__ASSIGNED TASK__. Take the data from its first line. Print each line exactly until the line containing "Flights reference aircraft;" has been printed too.

■ ■ ■ ■

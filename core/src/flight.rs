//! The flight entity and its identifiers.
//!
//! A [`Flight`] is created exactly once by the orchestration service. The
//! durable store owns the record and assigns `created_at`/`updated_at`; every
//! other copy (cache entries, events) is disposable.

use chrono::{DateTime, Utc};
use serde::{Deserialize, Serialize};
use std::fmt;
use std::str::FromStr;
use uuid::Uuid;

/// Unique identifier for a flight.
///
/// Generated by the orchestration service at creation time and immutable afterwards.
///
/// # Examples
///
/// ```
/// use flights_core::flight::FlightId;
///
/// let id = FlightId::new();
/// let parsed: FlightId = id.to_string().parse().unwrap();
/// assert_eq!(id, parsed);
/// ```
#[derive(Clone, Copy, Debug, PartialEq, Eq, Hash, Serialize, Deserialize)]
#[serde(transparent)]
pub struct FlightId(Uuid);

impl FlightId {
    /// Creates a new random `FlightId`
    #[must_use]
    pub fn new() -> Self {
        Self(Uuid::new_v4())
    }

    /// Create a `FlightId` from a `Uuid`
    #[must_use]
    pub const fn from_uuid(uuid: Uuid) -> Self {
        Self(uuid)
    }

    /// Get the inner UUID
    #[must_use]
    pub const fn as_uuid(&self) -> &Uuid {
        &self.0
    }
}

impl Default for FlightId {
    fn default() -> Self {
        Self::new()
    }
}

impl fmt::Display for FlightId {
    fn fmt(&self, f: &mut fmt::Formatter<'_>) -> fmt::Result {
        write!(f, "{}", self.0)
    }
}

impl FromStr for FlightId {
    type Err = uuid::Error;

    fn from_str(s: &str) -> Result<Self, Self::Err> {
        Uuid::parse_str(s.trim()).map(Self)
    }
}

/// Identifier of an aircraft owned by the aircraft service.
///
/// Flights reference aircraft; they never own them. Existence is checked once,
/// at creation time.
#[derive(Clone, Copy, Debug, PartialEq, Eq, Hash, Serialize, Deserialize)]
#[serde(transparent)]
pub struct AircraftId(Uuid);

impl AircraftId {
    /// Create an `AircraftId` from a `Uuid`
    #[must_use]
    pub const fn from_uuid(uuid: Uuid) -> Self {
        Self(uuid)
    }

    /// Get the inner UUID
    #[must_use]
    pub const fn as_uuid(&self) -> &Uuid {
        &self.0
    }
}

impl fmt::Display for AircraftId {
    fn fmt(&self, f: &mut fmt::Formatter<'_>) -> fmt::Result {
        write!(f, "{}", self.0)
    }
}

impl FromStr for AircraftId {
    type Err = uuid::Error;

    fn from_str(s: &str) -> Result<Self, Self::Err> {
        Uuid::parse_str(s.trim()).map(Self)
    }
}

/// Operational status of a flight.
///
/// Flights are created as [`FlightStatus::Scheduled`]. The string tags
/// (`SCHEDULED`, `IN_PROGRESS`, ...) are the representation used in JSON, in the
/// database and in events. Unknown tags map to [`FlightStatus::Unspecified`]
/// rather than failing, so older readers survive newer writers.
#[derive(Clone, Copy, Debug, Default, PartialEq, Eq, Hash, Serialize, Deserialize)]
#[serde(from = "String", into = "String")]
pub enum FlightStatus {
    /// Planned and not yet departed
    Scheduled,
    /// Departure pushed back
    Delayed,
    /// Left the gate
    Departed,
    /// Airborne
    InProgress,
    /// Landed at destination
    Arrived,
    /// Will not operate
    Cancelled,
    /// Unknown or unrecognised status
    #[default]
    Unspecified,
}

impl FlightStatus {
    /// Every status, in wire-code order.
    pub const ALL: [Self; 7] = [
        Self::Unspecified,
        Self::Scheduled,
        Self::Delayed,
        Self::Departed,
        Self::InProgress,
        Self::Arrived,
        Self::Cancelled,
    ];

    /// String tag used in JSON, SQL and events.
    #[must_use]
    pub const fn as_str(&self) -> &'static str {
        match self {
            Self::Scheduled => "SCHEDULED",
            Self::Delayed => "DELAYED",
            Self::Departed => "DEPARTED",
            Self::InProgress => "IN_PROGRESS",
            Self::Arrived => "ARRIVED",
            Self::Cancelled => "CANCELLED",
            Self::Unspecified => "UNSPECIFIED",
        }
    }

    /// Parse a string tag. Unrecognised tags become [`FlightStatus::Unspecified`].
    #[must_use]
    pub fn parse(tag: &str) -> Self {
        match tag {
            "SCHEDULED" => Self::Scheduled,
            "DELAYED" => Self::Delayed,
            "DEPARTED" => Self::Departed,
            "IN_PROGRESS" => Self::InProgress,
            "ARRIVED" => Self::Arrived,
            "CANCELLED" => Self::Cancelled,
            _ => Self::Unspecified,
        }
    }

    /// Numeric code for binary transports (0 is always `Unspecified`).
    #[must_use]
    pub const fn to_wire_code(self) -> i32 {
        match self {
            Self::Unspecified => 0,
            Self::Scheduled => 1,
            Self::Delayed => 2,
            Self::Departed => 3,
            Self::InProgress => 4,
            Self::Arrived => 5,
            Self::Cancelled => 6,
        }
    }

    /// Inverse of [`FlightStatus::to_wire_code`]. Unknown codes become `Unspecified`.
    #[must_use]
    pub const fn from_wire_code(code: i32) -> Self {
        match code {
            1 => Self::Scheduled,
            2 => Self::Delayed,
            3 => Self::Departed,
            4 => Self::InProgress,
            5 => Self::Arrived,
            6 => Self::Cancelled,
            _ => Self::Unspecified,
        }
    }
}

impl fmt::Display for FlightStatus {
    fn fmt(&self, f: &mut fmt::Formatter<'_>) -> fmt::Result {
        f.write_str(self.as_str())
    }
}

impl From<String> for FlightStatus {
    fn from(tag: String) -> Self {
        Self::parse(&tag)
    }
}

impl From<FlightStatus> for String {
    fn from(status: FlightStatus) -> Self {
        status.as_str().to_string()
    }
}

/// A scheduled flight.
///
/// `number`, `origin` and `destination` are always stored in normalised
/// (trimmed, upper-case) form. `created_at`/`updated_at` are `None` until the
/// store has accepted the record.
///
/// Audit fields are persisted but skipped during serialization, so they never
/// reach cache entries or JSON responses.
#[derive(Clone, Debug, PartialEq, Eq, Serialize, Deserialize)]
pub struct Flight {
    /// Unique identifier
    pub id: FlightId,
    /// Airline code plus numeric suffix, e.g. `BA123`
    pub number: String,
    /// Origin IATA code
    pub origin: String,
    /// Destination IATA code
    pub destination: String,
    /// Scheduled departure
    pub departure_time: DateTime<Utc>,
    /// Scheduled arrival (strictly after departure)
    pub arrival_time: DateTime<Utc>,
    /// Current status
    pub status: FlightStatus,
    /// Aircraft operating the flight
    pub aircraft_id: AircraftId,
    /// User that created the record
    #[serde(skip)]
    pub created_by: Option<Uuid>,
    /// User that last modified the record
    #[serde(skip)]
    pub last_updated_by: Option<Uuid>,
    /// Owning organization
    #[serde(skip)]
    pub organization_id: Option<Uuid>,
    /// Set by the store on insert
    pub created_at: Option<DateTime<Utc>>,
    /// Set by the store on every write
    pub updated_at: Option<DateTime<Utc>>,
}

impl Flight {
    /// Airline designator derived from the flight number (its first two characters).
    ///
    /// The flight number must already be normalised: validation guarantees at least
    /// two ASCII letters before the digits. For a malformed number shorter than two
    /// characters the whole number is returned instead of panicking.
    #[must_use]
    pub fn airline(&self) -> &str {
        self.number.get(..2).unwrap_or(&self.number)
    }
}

■ ■ ■ ■

__SOLUTION TO THE PROBLEM__.
filename core/src/flight.rs
//! The flight entity and its identifiers.
//!
//! A [`Flight`] is created exactly once by the orchestration service. The
//! durable store owns the record and assigns `created_at`/`updated_at`; every
//! other copy (cache entries, events) is disposable.

use chrono::{DateTime, Utc};
use serde::{Deserialize, Serialize};
use std::fmt;
use std::str::FromStr;
use uuid::Uuid;

/// Unique identifier for a flight.
///
/// Generated by the orchestration service at creation time and immutable afterwards.
///
/// # Examples
///
/// ```
/// use flights_core::flight::FlightId;
///
/// let id = FlightId::new();
/// let parsed: FlightId = id.to_string().parse().unwrap();
/// assert_eq!(id, parsed);
/// ```
#[derive(Clone, Copy, Debug, PartialEq, Eq, Hash, Serialize, Deserialize)]
#[serde(transparent)]
pub struct FlightId(Uuid);

impl FlightId {
    /// Creates a new random `FlightId`
    #[must_use]
    pub fn new() -> Self {
        Self(Uuid::new_v4())
    }

    /// Create a `FlightId` from a `Uuid`
    #[must_use]
    pub const fn from_uuid(uuid: Uuid) -> Self {
        Self(uuid)
    }

    /// Get the inner UUID
    #[must_use]
    pub const fn as_uuid(&self) -> &Uuid {
        &self.0
    }
}

impl Default for FlightId {
    fn default() -> Self {
        Self::new()
    }
}

impl fmt::Display for FlightId {
    fn fmt(&self, f: &mut fmt::Formatter<'_>) -> fmt::Result {
        write!(f, "{}", self.0)
    }
}

impl FromStr for FlightId {
    type Err = uuid::Error;

    fn from_str(s: &str) -> Result<Self, Self::Err> {
        Uuid::parse_str(s.trim()).map(Self)
    }
}

/// Identifier of an aircraft owned by the aircraft service.
///
/// Flights reference aircraft; they never own them. Existence is checked once,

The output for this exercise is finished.